No other pitcher in league history inherited more baserunners than Bob Lacey did in 1978 (104). Despite that, he won eight games, crafted a 3.01 ERA and saved five games. He had a disappointing 1979 season suffering with bursitis in his heel.

=== 1980 ===
In 1980, Lacey may have been the least used closer of the modern era. While Lacey appeared in a team-high 47 games, finishing 31, he only earned six saves. This was due to Oakland's record-setting starting pitching. In what will likely never be duplicated in today's game, the A's pitched an astonishing 94 complete games in 1980, leaving little left for relievers like Lacey. This eventually led to friction with his manager, Billy Martin, over how he was used. Martin did give Lacey his first ever starting assignment on the next-to-last day of the season, and he blanked the Milwaukee Brewers. Naturally, it was a complete game.

=== Remaining career ===
Lacey was traded to the San Diego Padres in late March 1981 with Roy Moretti for Tony Phillips, Kevin Bell, and Eric Mustad. He was with the Padres for three days, who in turn traded him to the Cleveland Indians. Lacey split time between the Indians and Rangers in 1981 and pitched for Saltillo in the Mexican League in 1982. He was a late-season call up for the California Angels in late 1983 and pitched in relief for the San Francisco Giants in 1984.

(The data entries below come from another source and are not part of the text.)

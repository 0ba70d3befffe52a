//! Rate-limit telemetry and the pre-request throttle.
//!
//! Snapshots are advisory: they are overwritten after every completed vendor call and read
//! before the next one on the same runtime key. Concurrent writers race, last one wins.

use crate::error::{LlmError, Result};
use crate::settings::EffectiveSettings;
use chrono::{DateTime, Utc};
use dashmap::DashMap;
use std::collections::HashMap;
use std::time::Duration;
use tokio_util::sync::CancellationToken;

pub const DEFAULT_THROTTLE_THRESHOLD_PERCENT: f64 = 10.0;
pub const DEFAULT_THROTTLE_MAX_WAIT: Duration = Duration::from_secs(60);

/// Absent fields mean "unknown", never zero.
#[derive(Debug, Clone, Default, PartialEq, Eq)]
pub struct RateLimitSnapshot {
    pub requests_limit: Option<u64>,
    pub requests_remaining: Option<u64>,
    pub requests_reset: Option<DateTime<Utc>>,
    pub tokens_limit: Option<u64>,
    pub tokens_remaining: Option<u64>,
    pub tokens_reset: Option<DateTime<Utc>>,
    pub input_tokens_limit: Option<u64>,
    pub input_tokens_remaining: Option<u64>,
}

impl RateLimitSnapshot {
    /// Read `{vendor}-ratelimit-*` headers. Header names must already be lowercase.
    pub fn from_headers(headers: &HashMap<String, String>, vendor: &str) -> Self {
        let number = |field: &str| {
            headers
                .get(&format!("{vendor}-ratelimit-{field}"))
                .and_then(|v| v.trim().parse::<u64>().ok())
        };
        let timestamp = |field: &str| {
            headers
                .get(&format!("{vendor}-ratelimit-{field}"))
                .and_then(|v| parse_reset(v))
        };
        Self {
            requests_limit: number("requests-limit"),
            requests_remaining: number("requests-remaining"),
            requests_reset: timestamp("requests-reset"),
            tokens_limit: number("tokens-limit"),
            tokens_remaining: number("tokens-remaining"),
            tokens_reset: timestamp("tokens-reset"),
            input_tokens_limit: number("input-tokens-limit"),
            input_tokens_remaining: number("input-tokens-remaining"),
        }
    }

    pub fn is_empty(&self) -> bool {
        self == &Self::default()
    }
}

fn parse_reset(value: &str) -> Option<DateTime<Utc>> {
    DateTime::parse_from_rfc3339(value.trim())
        .ok()
        .map(|dt| dt.with_timezone(&Utc))
}

#[derive(Debug, Clone, Copy, PartialEq)]
pub struct ThrottleConfig {
    pub enabled: bool,
    pub threshold_percent: f64,
    pub max_wait: Duration,
}

impl Default for ThrottleConfig {
    fn default() -> Self {
        Self {
            enabled: true,
            threshold_percent: DEFAULT_THROTTLE_THRESHOLD_PERCENT,
            max_wait: DEFAULT_THROTTLE_MAX_WAIT,
        }
    }
}

impl ThrottleConfig {
    pub fn from_settings(settings: &EffectiveSettings) -> Self {
        let defaults = Self::default();
        Self {
            enabled: settings
                .get_bool("rate-limit-throttle")
                .unwrap_or(defaults.enabled),
            threshold_percent: settings
                .get_f64("rate-limit-throttle-threshold")
                .unwrap_or(defaults.threshold_percent),
            max_wait: settings
                .get_u64("rate-limit-max-wait")
                .map(Duration::from_millis)
                .unwrap_or(defaults.max_wait),
        }
    }
}

/// How long to wait before the next request, if at all.
///
/// Waits only when a quota (requests or tokens) is below the threshold and its reset is still
/// in the future; never longer than `max_wait`.
pub fn throttle_delay(
    snapshot: Option<&RateLimitSnapshot>,
    config: &ThrottleConfig,
    now: DateTime<Utc>,
) -> Option<Duration> {
    if !config.enabled {
        return None;
    }
    let snapshot = snapshot?;
    let quotas = [
        (
            snapshot.requests_remaining,
            snapshot.requests_limit,
            snapshot.requests_reset,
        ),
        (
            snapshot.tokens_remaining,
            snapshot.tokens_limit,
            snapshot.tokens_reset,
        ),
    ];

    quotas
        .into_iter()
        .filter_map(|(remaining, limit, reset)| {
            let (remaining, limit, reset) = (remaining?, limit?, reset?);
            if limit == 0 {
                return None;
            }
            let percent = remaining as f64 / limit as f64 * 100.0;
            if percent >= config.threshold_percent || reset <= now {
                return None;
            }
            (reset - now).to_std().ok()
        })
        .max()
        .map(|wait| wait.min(config.max_wait))
        .filter(|wait| !wait.is_zero())
}

/// Snapshots keyed by runtime (session or caller identity).
#[derive(Debug, Default)]
pub struct RateLimitRegistry {
    snapshots: DashMap<String, RateLimitSnapshot>,
}

impl RateLimitRegistry {
    pub fn new() -> Self {
        Self::default()
    }

    pub fn record(&self, runtime: &str, snapshot: RateLimitSnapshot) {
        self.snapshots.insert(runtime.to_string(), snapshot);
    }

    pub fn snapshot(&self, runtime: &str) -> Option<RateLimitSnapshot> {
        self.snapshots.get(runtime).map(|s| s.value().clone())
    }

    pub fn remove(&self, runtime: &str) {
        self.snapshots.remove(runtime);
    }

    pub fn clear(&self) {
        self.snapshots.clear();
    }

    /// Sleep per [`throttle_delay`] for `runtime`. Returns the time waited.
    pub async fn throttle(
        &self,
        runtime: &str,
        config: &ThrottleConfig,
        cancel: &CancellationToken,
    ) -> Result<Duration> {
        let snapshot = self.snapshot(runtime);
        let Some(wait) = throttle_delay(snapshot.as_ref(), config, Utc::now()) else {
            return Ok(Duration::ZERO);
        };
        tracing::info!(
            runtime,
            wait_ms = wait.as_millis() as u64,
            "rate limit nearly exhausted; waiting for reset"
        );
        tokio::select! {
            biased;
            _ = cancel.cancelled() => Err(LlmError::Cancelled),
            _ = tokio::time::sleep(wait) => Ok(wait),
        }
    }
}

#[cfg(test)]
mod tests {
    use super::*;

    fn headers(pairs: &[(&str, &str)]) -> HashMap<String, String> {
        pairs
            .iter()
            .map(|(k, v)| (k.to_string(), v.to_string()))
            .collect()
    }

    fn low_requests(now: DateTime<Utc>, reset_in: chrono::Duration) -> RateLimitSnapshot {
        RateLimitSnapshot {
            requests_limit: Some(100),
            requests_remaining: Some(4),
            requests_reset: Some(now + reset_in),
            ..Default::default()
        }
    }

    #[test]
    fn parses_anthropic_headers() {
        let h = headers(&[
            ("anthropic-ratelimit-requests-limit", "50"),
            ("anthropic-ratelimit-requests-remaining", "49"),
            ("anthropic-ratelimit-requests-reset", "2026-10-18T12:00:30Z"),
            ("anthropic-ratelimit-tokens-limit", "80000"),
            ("anthropic-ratelimit-tokens-remaining", "79000"),
            ("anthropic-ratelimit-tokens-reset", "not a date"),
            ("anthropic-ratelimit-input-tokens-limit", "40000"),
            ("anthropic-ratelimit-input-tokens-remaining", "39000"),
        ]);
        let s = RateLimitSnapshot::from_headers(&h, "anthropic");
        assert_eq!(s.requests_limit, Some(50));
        assert_eq!(s.requests_remaining, Some(49));
        assert_eq!(
            s.requests_reset.map(|d| d.to_rfc3339()),
            Some("2026-10-18T12:00:30+00:00".to_string())
        );
        assert_eq!(s.tokens_reset, None);
        assert_eq!(s.input_tokens_remaining, Some(39000));
        assert!(RateLimitSnapshot::from_headers(&HashMap::new(), "anthropic").is_empty());
    }

    #[test]
    fn throttles_until_reset_when_below_threshold() {
        let now = Utc::now();
        let snapshot = low_requests(now, chrono::Duration::seconds(5));
        let wait = throttle_delay(Some(&snapshot), &ThrottleConfig::default(), now)
            .expect("should throttle");
        assert!(wait > Duration::ZERO);
        assert!(wait <= Duration::from_millis(5000));
    }

    #[test]
    fn never_throttles_without_reason() {
        let now = Utc::now();
        let config = ThrottleConfig::default();

        assert_eq!(throttle_delay(None, &config, now), None);

        let past = low_requests(now, chrono::Duration::seconds(-5));
        assert_eq!(throttle_delay(Some(&past), &config, now), None);

        let mut healthy = low_requests(now, chrono::Duration::seconds(5));
        healthy.requests_remaining = Some(50);
        assert_eq!(throttle_delay(Some(&healthy), &config, now), None);

        let disabled = ThrottleConfig {
            enabled: false,
            ..config
        };
        let low = low_requests(now, chrono::Duration::seconds(5));
        assert_eq!(throttle_delay(Some(&low), &disabled, now), None);

        let unknown_limit = RateLimitSnapshot {
            requests_remaining: Some(0),
            requests_reset: Some(now + chrono::Duration::seconds(5)),
            ..Default::default()
        };
        assert_eq!(throttle_delay(Some(&unknown_limit), &config, now), None);
    }

    #[test]
    fn wait_is_capped_by_max_wait() {
        let now = Utc::now();
        let snapshot = low_requests(now, chrono::Duration::minutes(10));
        let config = ThrottleConfig {
            max_wait: Duration::from_secs(2),
            ..ThrottleConfig::default()
        };
        assert_eq!(
            throttle_delay(Some(&snapshot), &config, now),
            Some(Duration::from_secs(2))
        );
    }

    #[test]
    fn config_reads_settings() {
        let settings = EffectiveSettings::default()
            .with("rate-limit-throttle", "off")
            .with("rate-limit-throttle-threshold", 25)
            .with("rate-limit-max-wait", 1500);
        let config = ThrottleConfig::from_settings(&settings);
        assert!(!config.enabled);
        assert!((config.threshold_percent - 25.0).abs() < f64::EPSILON);
        assert_eq!(config.max_wait, Duration::from_millis(1500));
    }

    #[test]
    fn registry_isolates_runtimes() {
        let registry = RateLimitRegistry::new();
        let now = Utc::now();
        registry.record("session-a", low_requests(now, chrono::Duration::seconds(5)));
        assert!(registry.snapshot("session-a").is_some());
        assert!(registry.snapshot("session-b").is_none());
        registry.clear();
        assert!(registry.snapshot("session-a").is_none());
    }

    #[tokio::test(start_paused = true)]
    async fn throttle_sleeps_then_returns() {
        let registry = RateLimitRegistry::new();
        registry.record(
            "rt",
            low_requests(Utc::now(), chrono::Duration::seconds(3)),
        );
        let waited = registry
            .throttle("rt", &ThrottleConfig::default(), &CancellationToken::new())
            .await
            .expect("throttle");
        assert!(waited > Duration::ZERO && waited <= Duration::from_secs(3));

        let none = registry
            .throttle("other", &ThrottleConfig::default(), &CancellationToken::new())
            .await
            .expect("throttle");
        assert_eq!(none, Duration::ZERO);
    }
}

He bounced around the minors for the 1985 season before pulling the plug on his seven-year career. He made a comeback of sorts in the late 1990s as manager of the Greensville Bluesmen. Not content with just the dugout, Lacey appeared in eight games of relief over the 1988 and 1989 seasons, and four games each year.

== Death ==
Lacey died on June 4, 2026, at the age of 72.